_TASK BRIEF_
Return the lines below that contain the word "ToolPaths".

[Stored data entries]
//! `pstoedit -f plot-svg`: one tool, namespace-less SVG with a flipped y axis.

use std::path::PathBuf;

use super::{ConversionContext, PSTOEDIT_OPTIONS};
use crate::error::Result;
use crate::latex::{PDF_FILE, SVG_FILE};
use crate::runner::{CommandRunner, Invocation};
use crate::tools::ToolPaths;

/// The plot-svg driver is optional in pstoedit builds, so look for it in the
/// `-help` listing. pstoedit exits with 1 after printing help.
pub(super) fn probe(runner: &CommandRunner, tools: &ToolPaths) -> Result<bool> {
    let help = runner.run(
        &Invocation::new(tools.pstoedit.as_str())
            .arg("-help")
            .expect_exit(Some(1)),
    )?;
    Ok(help.contains("plot-svg"))
}

pub(super) fn pdf_to_svg(ctx: &ConversionContext<'_>) -> Result<PathBuf> {
    let pdf = ctx.scratch_file(PDF_FILE);
    let svg = ctx.scratch_file(SVG_FILE);
    ctx.runner.run(
        &Invocation::new(ctx.tools.pstoedit.as_str())
            .args(["-f", "plot-svg"])
            .arg(pdf.to_string_lossy())
            .arg(svg.to_string_lossy())
            .args(PSTOEDIT_OPTIONS),
    )?;
    ctx.require_output(SVG_FILE, "pstoedit")
}
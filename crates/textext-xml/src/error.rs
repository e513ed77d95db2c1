//! Error types for XML parsing and tree editing.

use std::fmt;

/// Result type alias for textext-xml operations.
pub type Result<T> = std::result::Result<T, Error>;

/// Errors that can occur while parsing or editing an XML tree.
#[derive(Debug, Clone, PartialEq)]
pub enum Error {
    /// XML syntax error from quick-xml.
    XmlSyntax {
        message: String,
        /// Byte offset where the error occurred.
        position: Option<u64>,
    },

    /// Unexpected end of input.
    UnexpectedEof {
        /// What was expected when EOF was encountered.
        expected: String,
    },

    /// Mismatched end tag.
    MismatchedEndTag {
        /// The expected tag name.
        expected: String,
        /// The actual tag name found.
        found: String,
    },

    /// A prefix was used without a namespace declaration in scope.
    UnboundPrefix { prefix: String },

    /// Invalid XML structure.
    InvalidStructure { message: String },

    /// Empty document (no root element).
    EmptyDocument,

    /// Multiple root elements.
    MultipleRoots,

    /// A node path does not address an element of the document.
    NoSuchNode { path: String },
}

impl fmt::Display for Error {
    fn fmt(&self, f: &mut fmt::Formatter<'_>) -> fmt::Result {
        match self {
            Error::XmlSyntax { message, position } => {
                write!(f, "XML syntax error: {}", message)?;
                if let Some(pos) = position {
                    write!(f, " at byte {}", pos)?;
                }
                Ok(())
            }
            Error::UnexpectedEof { expected } => {
                write!(f, "Unexpected end of input, expected {}", expected)
            }
            Error::MismatchedEndTag { expected, found } => {
                write!(
                    f,
                    "Mismatched end tag: expected </{}>, found </{}>",
                    expected, found
                )
            }
            Error::UnboundPrefix { prefix } => {
                write!(f, "Namespace prefix '{}' is not declared", prefix)
            }
            Error::InvalidStructure { message } => {
                write!(f, "Invalid XML structure: {}", message)
            }
            Error::EmptyDocument => {
                write!(f, "Empty XML document: no root element found")
            }
            Error::MultipleRoots => {
                write!(f, "Invalid XML: multiple root elements")
            }
            Error::NoSuchNode { path } => {
                write!(f, "No element at node path {}", path)
            }
        }
    }
}

impl std::error::Error for Error {}

impl From<quick_xml::Error> for Error {
    fn from(err: quick_xml::Error) -> Self {
        Error::XmlSyntax {
            message: err.to_string(),
            position: None,
        }
    }
}

impl From<quick_xml::events::attributes::AttrError> for Error {
    fn from(err: quick_xml::events::attributes::AttrError) -> Self {
        Error::XmlSyntax {
            message: format!("Invalid attribute: {}", err),
            position: None,
        }
    }
}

_ANSWER SECTION_
use crate::tools::ToolPaths;
pub(super) fn probe(runner: &CommandRunner, tools: &ToolPaths) -> Result<bool> {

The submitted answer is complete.